UK Politics

UK ministers boycott England games in Ukraine

Riot police next to a Euro 2012 poster at an opposition demonstration in Kiev on 5/6/2012
England will play two of their group games in Donetsk and one in Kiev

UK government ministers will boycott England's group games in the European football championships in Ukraine over the country's human rights record.

The UK is particularly concerned at the "selective justice" meted out to jailed opposition leader Yulia Tymoshenko.

Other EU nations have also threatened a boycott of the tournament being jointly hosted with Poland.

Ukraine's ambassador to the UK said "sport and politics do not mix" and concerns must be raised in other ways.

Ms Tymoshenko played a key role in the Orange Revolution in 2004 and says her imprisonment, for alleged corruption, is an act of political revenge by Ukraine's President Viktor Yanukovych.

The authorities have rejected Ms Tymoshenko's allegations. She was jailed for seven years in October, for abuse of power during her time as prime minister.

'Rule of law'

Last week, she ended a 20-day hunger strike after being moved to a hospital in Kharkiv where she is being treated by a German doctor.

The UK Foreign Office said no officials would attend the three group games and it was keeping attendance at later stages of the tournament "under review in the light of ministers' busy schedules ahead of the Olympics and widespread concerns about selective justice and the rule of law in Ukraine".

Asked about the boycott, Foreign Secretary William Hague said Ukraine had "serious problems" and the UK government did not want its backing for the England team to be interpreted as "giving political support to some things which have been happening in Ukraine which we don't agree with".

The BBC News Channel's chief political correspondent Norman Smith said the move was a "serious diplomatic snub" for Ukraine - which is hoping to use the tournament to boost tourism and showcase the country to the rest of Europe.

Ukrainian foreign ministry spokesman Oleg Voloshin said Britain's concerns were understood, but the boycott would only damage football and would not affect Ms Tymoshenko's case.

'International championship'

And Ukraine's most senior diplomat in London said he was "unaware" the decision was linked to the treatment of Ms Tymoshenko.

"As far as the rule of law and selective justice, there are other forums where these can be discussed and sport and politics don't mix together," Volodymr Khandogiy told the BBC.

He added: "It is their free choice not to go but they should see the issue in the context that this is not about a Ukrainian championship. They are not going to an international championship and they are not supporting their team."

If England are to reach the final of the tournament, they must play at least five games in Ukraine.

Should they get through to the knock-out phase, they will play their quarter final in either Donetsk or Kiev. If England come second in their group and go on to win the quarter final, their semi-final will be in Donetsk. The final is to be held in Kiev.

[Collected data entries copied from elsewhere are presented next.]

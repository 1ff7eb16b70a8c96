//! Hierarchy-aware lookups of source records by ontology term

use std::collections::HashSet;

use serde::{Deserialize, Serialize};
use tracing::debug;

use super::{quote_identifier, Database};
use crate::error::Result;
use crate::models::mapping_columns as cols;
use crate::table::{Table, Value};
use crate::utils::sanitize_identifier;

/// A lookup of the records annotated with one term
#[derive(Debug, Clone, PartialEq, Eq, Serialize, Deserialize)]
pub struct TermQuery {
    /// CURIE of the term, e.g. `EFO:0000400`
    pub term: String,
    /// Also return records mapped to subclasses of the term
    pub include_descendants: bool,
    /// Follow asserted edges only instead of the entailed closure
    pub direct_only: bool,
}

impl TermQuery {
    pub fn new(term: impl Into<String>) -> Self {
        Self {
            term: term.into(),
            include_descendants: false,
            direct_only: false,
        }
    }

    pub fn include_descendants(mut self, include: bool) -> Self {
        self.include_descendants = include;
        self
    }

    pub fn direct_only(mut self, direct_only: bool) -> Self {
        self.direct_only = direct_only;
        self
    }
}

/// Table names a query runs against
#[derive(Debug, Clone, PartialEq, Eq)]
pub struct QueryTables {
    pub mappings: String,
    pub edges: String,
    pub entailed_edges: String,
}

impl QueryTables {
    /// Tables written by a build of `dataset` against `ontology`
    pub fn for_dataset(dataset: &str, ontology: &str) -> Self {
        let dataset = sanitize_identifier(dataset);
        let ontology = sanitize_identifier(&ontology.to_lowercase());
        Self {
            mappings: format!("{dataset}_mappings"),
            edges: format!("{ontology}_edges"),
            entailed_edges: format!("{ontology}_entailed_edges"),
        }
    }
}

/// One source record returned by a term lookup
#[derive(Debug, Clone, PartialEq, Serialize, Deserialize)]
pub struct AnnotatedRecord {
    pub source_term_id: String,
    pub source_term: String,
    pub mapped_term_label: String,
    pub mapped_term_curie: String,
    pub mapping_score: Option<f64>,
}

impl AnnotatedRecord {
    pub fn to_table(records: &[AnnotatedRecord]) -> Table {
        let mut table = Table::new([
            cols::SOURCE_TERM_ID,
            cols::SOURCE_TERM,
            cols::MAPPED_TERM_LABEL,
            cols::MAPPED_TERM_CURIE,
            cols::MAPPING_SCORE,
        ]);
        for r in records {
            table.push_row(vec![
                r.source_term_id.clone().into(),
                r.source_term.clone().into(),
                r.mapped_term_label.clone().into(),
                r.mapped_term_curie.clone().into(),
                r.mapping_score.into(),
            ]);
        }
        table
    }
}

fn query_sql(query: &TermQuery, tables: &QueryTables) -> String {
    let edges = if query.direct_only {
        &tables.edges
    } else {
        &tables.entailed_edges
    };
    let mut sql = format!(
        "SELECT DISTINCT m.{id}, m.{text}, m.{label}, m.{curie}, m.{score} \
         FROM {mappings} m LEFT JOIN {edges} ee ON m.{curie} = ee.subject \
         WHERE m.{curie} = ?1",
        id = cols::SOURCE_TERM_ID,
        text = cols::SOURCE_TERM,
        label = cols::MAPPED_TERM_LABEL,
        curie = cols::MAPPED_TERM_CURIE,
        score = cols::MAPPING_SCORE,
        mappings = quote_identifier(&tables.mappings),
        edges = quote_identifier(edges),
    );
    if query.include_descendants {
        sql.push_str(" OR ee.object = ?1");
    }
    sql.push_str(&format!(" ORDER BY m.{}", cols::SOURCE_TERM_ID));
    sql
}

impl Database {
    /// Records mapped to the queried term (and optionally its subclasses),
    /// deduplicated by source id and sorted by it
    pub fn records_annotated_with(
        &self,
        query: &TermQuery,
        tables: &QueryTables,
    ) -> Result<Vec<AnnotatedRecord>> {
        let sql = query_sql(query, tables);
        debug!(term = %query.term, sql = %sql, "Running term query");

        let mut stmt = self.connection().prepare(&sql)?;
        let rows = stmt.query_map([query.term.as_str()], |row| {
            let text = |i: usize| -> rusqlite::Result<String> {
                Ok(Value::from(row.get_ref(i)?).as_text().unwrap_or_default())
            };
            Ok(AnnotatedRecord {
                source_term_id: text(0)?,
                source_term: text(1)?,
                mapped_term_label: text(2)?,
                mapped_term_curie: text(3)?,
                mapping_score: Value::from(row.get_ref(4)?).as_f64(),
            })
        })?;

        let mut seen = HashSet::new();
        let mut records = Vec::new();
        for record in rows {
            let record = record?;
            if seen.insert(record.source_term_id.clone()) {
                records.push(record);
            }
        }
        Ok(records)
    }
}

#[cfg(test)]
mod tests {
    use super::*;

    #[test]
    fn test_query_tables_for_dataset() {
        let tables = QueryTables::for_dataset("ieu", "EFO");
        assert_eq!(tables.mappings, "ieu_mappings");
        assert_eq!(tables.edges, "efo_edges");
        assert_eq!(tables.entailed_edges, "efo_entailed_edges");
    }

    #[test]
    fn test_sql_switches_edge_table() {
        let tables = QueryTables::for_dataset("ieu", "efo");
        let exact = query_sql(&TermQuery::new("EFO:1"), &tables);
        assert!(!exact.contains("ee.object"));
        assert!(exact.contains("\"efo_entailed_edges\""));

        let direct = query_sql(
            &TermQuery::new("EFO:1").include_descendants(true).direct_only(true),
            &tables,
        );
        assert!(direct.contains("\"efo_edges\""));
        assert!(direct.contains("OR ee.object = ?1"));
        assert!(direct.ends_with("ORDER BY m.SourceTermID"));
    }

    #[test]
    fn test_term_is_bound_not_interpolated() {
        let tables = QueryTables::for_dataset("ieu", "efo");
        let sql = query_sql(&TermQuery::new("x' OR '1'='1"), &tables);
        assert!(!sql.contains("OR '1'='1"));
    }
}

UK Sports Minister Hugh Robertson would normally have been expected to go the group games, but was occupied with Olympic duties, the Department of Culture Media and Sport said.

"No final decision had been taken about which ministers were to go," said a spokesman.

The English team arrived at their base in the Polish city of Krakow on Wednesday ahead of their first game in Donetsk, against France, on Monday.

Asked for his reaction to the boycott, senior Football Association official Adrian Bevington said "we can only focus on our plans".

Ms Tymoshenko's daughter Eugenia this week told BBC News she "understood" the political boycott but wanted the tournament to go ahead.

"We understand the political boycott of European leaders who protect the rule of law, who respect human rights, who cannot go there and shake Yanukovych's hand. But I think sports events should go on... My mother, when she was in government, fought for the right to host this championship in Ukraine."

Polish warning

Poland has warned that the European Union should not push Ukraine into the arms of Russia through a boycott.

Yulia Tymoshenko
Yulia Tymoshenko is being treated in hospital after ending a three-week hunger strike

President Bronislaw Komorowski told Polish state television: "We feel that Ukraine is somewhere between a choice of integration with the Western world... or a chance to participate in a customs union proposed by Russia.

"From this point of view, Poland has well-grounded fears that it [boycotting] might result in Ukraine choosing a political route alternative to the process of European integration."

Labour are backing the government's stance.

"It is right that UK ministers will not be attending the championships and the government should take care that none of their actions over the next few weeks are seen to endorse the conduct of the government of Ukraine," shadow foreign secretary Douglas Alexander said.